*What you should do*.
Extract every line of the material that holds the string "DatabaseConfig".
------------------------
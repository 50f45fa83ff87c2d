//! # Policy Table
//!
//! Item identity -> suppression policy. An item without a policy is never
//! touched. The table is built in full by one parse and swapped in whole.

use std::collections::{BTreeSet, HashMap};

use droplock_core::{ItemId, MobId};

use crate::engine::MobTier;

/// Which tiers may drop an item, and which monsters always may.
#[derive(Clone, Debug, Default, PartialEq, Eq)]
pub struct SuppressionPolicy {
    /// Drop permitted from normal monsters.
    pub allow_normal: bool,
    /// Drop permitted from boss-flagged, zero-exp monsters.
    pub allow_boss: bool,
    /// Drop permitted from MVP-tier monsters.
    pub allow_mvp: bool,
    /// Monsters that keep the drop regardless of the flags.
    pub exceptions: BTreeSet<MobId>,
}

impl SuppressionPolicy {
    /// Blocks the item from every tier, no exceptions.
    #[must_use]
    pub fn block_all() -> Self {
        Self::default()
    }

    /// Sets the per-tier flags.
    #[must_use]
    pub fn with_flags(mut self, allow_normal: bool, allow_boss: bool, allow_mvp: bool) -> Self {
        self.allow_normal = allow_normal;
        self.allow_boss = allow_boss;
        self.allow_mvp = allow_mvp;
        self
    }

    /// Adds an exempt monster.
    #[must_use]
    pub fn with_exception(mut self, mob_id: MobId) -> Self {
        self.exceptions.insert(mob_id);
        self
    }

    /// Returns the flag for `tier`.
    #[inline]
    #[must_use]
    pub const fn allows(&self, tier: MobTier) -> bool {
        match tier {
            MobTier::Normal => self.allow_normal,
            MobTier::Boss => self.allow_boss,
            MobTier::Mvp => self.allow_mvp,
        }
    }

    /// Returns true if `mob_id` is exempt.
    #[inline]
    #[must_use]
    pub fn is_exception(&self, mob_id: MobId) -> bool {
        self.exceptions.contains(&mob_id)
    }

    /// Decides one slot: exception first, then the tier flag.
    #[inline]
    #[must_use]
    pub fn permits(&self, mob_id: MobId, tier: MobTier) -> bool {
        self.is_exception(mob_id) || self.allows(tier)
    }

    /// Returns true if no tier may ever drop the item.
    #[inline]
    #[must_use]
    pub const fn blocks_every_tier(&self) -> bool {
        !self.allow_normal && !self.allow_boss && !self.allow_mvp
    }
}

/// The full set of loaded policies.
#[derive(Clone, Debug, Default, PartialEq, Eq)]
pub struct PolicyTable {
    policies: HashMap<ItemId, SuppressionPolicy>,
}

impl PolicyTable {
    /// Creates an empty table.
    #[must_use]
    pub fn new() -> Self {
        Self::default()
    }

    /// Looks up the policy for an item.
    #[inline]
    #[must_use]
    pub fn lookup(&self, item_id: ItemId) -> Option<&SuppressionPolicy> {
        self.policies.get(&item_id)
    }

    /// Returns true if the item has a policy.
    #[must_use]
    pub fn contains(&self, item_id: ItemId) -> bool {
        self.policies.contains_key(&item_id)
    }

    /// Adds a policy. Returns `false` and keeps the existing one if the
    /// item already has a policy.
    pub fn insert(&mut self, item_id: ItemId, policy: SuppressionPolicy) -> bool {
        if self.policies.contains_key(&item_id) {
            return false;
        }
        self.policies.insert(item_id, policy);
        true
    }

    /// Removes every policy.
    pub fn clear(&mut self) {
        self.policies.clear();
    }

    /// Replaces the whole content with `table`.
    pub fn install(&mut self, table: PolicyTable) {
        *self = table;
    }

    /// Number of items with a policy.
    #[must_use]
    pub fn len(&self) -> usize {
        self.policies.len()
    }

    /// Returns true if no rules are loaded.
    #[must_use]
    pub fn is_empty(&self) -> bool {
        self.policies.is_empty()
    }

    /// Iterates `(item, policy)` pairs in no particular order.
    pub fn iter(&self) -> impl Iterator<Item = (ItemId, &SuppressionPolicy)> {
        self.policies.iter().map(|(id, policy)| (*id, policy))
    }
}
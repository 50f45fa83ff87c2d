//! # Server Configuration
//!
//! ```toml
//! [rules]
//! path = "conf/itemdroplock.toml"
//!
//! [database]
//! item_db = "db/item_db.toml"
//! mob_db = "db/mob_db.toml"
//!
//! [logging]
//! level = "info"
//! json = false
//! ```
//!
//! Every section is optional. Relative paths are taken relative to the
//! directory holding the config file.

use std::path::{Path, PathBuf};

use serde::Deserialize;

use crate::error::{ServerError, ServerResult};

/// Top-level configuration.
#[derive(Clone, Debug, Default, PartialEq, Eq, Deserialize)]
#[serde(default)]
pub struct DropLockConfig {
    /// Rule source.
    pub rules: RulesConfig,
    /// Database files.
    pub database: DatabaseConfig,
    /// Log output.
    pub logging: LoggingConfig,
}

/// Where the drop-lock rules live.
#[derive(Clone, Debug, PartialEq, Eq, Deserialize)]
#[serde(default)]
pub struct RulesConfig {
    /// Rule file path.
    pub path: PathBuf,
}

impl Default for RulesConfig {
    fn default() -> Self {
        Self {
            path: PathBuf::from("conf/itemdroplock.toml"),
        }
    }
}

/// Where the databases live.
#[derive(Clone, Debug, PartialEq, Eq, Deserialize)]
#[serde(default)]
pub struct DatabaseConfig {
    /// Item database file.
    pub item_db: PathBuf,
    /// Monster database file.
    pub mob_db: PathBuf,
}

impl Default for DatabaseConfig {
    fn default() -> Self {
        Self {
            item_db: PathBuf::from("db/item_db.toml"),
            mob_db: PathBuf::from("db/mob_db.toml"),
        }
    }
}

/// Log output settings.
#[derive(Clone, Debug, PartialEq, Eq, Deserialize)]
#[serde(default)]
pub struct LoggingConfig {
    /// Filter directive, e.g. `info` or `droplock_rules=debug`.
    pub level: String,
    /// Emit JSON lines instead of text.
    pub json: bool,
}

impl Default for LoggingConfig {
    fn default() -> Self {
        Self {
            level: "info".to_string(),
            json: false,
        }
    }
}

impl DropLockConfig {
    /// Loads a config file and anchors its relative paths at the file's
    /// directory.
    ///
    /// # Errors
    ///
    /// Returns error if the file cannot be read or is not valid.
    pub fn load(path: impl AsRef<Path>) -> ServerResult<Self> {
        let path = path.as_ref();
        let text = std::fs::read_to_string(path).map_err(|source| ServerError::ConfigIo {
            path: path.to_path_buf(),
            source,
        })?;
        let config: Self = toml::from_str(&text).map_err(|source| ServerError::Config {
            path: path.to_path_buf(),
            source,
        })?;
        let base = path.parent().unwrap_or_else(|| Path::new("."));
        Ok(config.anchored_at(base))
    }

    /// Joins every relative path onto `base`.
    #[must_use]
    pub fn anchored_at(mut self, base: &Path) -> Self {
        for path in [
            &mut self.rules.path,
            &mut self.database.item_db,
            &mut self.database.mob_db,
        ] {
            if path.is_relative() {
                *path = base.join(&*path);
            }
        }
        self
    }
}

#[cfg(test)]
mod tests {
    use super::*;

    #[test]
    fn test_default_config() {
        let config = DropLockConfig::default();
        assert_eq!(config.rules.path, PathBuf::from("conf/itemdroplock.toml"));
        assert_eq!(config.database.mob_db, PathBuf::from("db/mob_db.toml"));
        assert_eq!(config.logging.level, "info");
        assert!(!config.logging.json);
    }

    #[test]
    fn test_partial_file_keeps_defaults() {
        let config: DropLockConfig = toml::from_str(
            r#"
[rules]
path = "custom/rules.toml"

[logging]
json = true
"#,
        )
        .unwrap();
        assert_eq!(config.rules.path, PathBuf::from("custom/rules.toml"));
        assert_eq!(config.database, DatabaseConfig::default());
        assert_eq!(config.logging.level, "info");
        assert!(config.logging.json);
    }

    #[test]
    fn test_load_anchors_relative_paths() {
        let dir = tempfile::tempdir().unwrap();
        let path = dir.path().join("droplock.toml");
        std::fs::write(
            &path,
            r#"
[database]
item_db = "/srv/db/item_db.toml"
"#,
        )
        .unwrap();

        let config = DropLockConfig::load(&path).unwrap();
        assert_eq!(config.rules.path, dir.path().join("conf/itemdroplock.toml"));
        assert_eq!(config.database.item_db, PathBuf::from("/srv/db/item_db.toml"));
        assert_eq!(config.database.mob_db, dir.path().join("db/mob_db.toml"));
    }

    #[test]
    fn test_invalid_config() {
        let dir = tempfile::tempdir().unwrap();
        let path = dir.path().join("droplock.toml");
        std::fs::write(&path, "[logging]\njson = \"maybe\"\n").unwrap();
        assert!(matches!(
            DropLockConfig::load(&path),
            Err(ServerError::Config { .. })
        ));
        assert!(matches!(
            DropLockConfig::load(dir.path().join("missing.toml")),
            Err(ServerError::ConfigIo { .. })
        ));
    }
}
------------------------
*Answer to this exercise*.
    pub database: DatabaseConfig,
pub struct DatabaseConfig {
impl Default for DatabaseConfig {
        assert_eq!(config.database, DatabaseConfig::default());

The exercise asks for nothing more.